> Task goal
Copy the records out again in full, keeping them identical.

Stored data:
====
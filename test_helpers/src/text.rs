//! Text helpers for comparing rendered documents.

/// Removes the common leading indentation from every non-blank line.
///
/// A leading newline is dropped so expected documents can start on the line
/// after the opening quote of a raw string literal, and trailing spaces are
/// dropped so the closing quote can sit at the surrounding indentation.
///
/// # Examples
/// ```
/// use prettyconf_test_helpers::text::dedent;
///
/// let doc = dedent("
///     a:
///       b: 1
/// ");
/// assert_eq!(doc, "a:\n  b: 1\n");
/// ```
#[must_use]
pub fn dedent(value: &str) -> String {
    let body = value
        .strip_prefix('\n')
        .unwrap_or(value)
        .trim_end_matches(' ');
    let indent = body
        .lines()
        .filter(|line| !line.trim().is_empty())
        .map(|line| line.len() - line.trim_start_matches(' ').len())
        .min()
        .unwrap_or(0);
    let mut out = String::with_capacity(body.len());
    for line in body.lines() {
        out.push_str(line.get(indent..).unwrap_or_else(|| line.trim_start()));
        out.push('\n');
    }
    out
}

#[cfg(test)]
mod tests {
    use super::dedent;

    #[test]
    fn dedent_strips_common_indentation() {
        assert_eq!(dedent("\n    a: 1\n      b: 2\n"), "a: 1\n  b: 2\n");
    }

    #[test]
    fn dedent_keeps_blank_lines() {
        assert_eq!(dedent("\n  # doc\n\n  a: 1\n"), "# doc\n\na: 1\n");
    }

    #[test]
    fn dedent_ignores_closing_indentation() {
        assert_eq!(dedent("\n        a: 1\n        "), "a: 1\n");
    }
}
====
> Task solution
filename test_helpers/src/text.rs
//! Text helpers for comparing rendered documents.

/// Removes the common leading indentation from every non-blank line.
///
/// A leading newline is dropped so expected documents can start on the line
/// after the opening quote of a raw string literal, and trailing spaces are
/// dropped so the closing quote can sit at the surrounding indentation.
///
/// # Examples
/// ```
/// use prettyconf_test_helpers::text::dedent;
///
/// let doc = dedent("
///     a:
///       b: 1
/// ");
/// assert_eq!(doc, "a:\n  b: 1\n");
/// ```
#[must_use]
pub fn dedent(value: &str) -> String {
    let body = value
        .strip_prefix('\n')
        .unwrap_or(value)
        .trim_end_matches(' ');
    let indent = body
        .lines()
        .filter(|line| !line.trim().is_empty())
        .map(|line| line.len() - line.trim_start_matches(' ').len())
        .min()
        .unwrap_or(0);
    let mut out = String::with_capacity(body.len());
    for line in body.lines() {
        out.push_str(line.get(indent..).unwrap_or_else(|| line.trim_start()));
        out.push('\n');
    }
    out
}

#[cfg(test)]
mod tests {
    use super::dedent;

    #[test]
    fn dedent_strips_common_indentation() {
        assert_eq!(dedent("\n    a: 1\n      b: 2\n"), "a: 1\n  b: 2\n");
    }

    #[test]
    fn dedent_keeps_blank_lines() {
        assert_eq!(dedent("\n  # doc\n\n  a: 1\n"), "# doc\n\na: 1\n");
    }

    #[test]
    fn dedent_ignores_closing_indentation() {
        assert_eq!(dedent("\n        a: 1\n        "), "a: 1\n");
    }
}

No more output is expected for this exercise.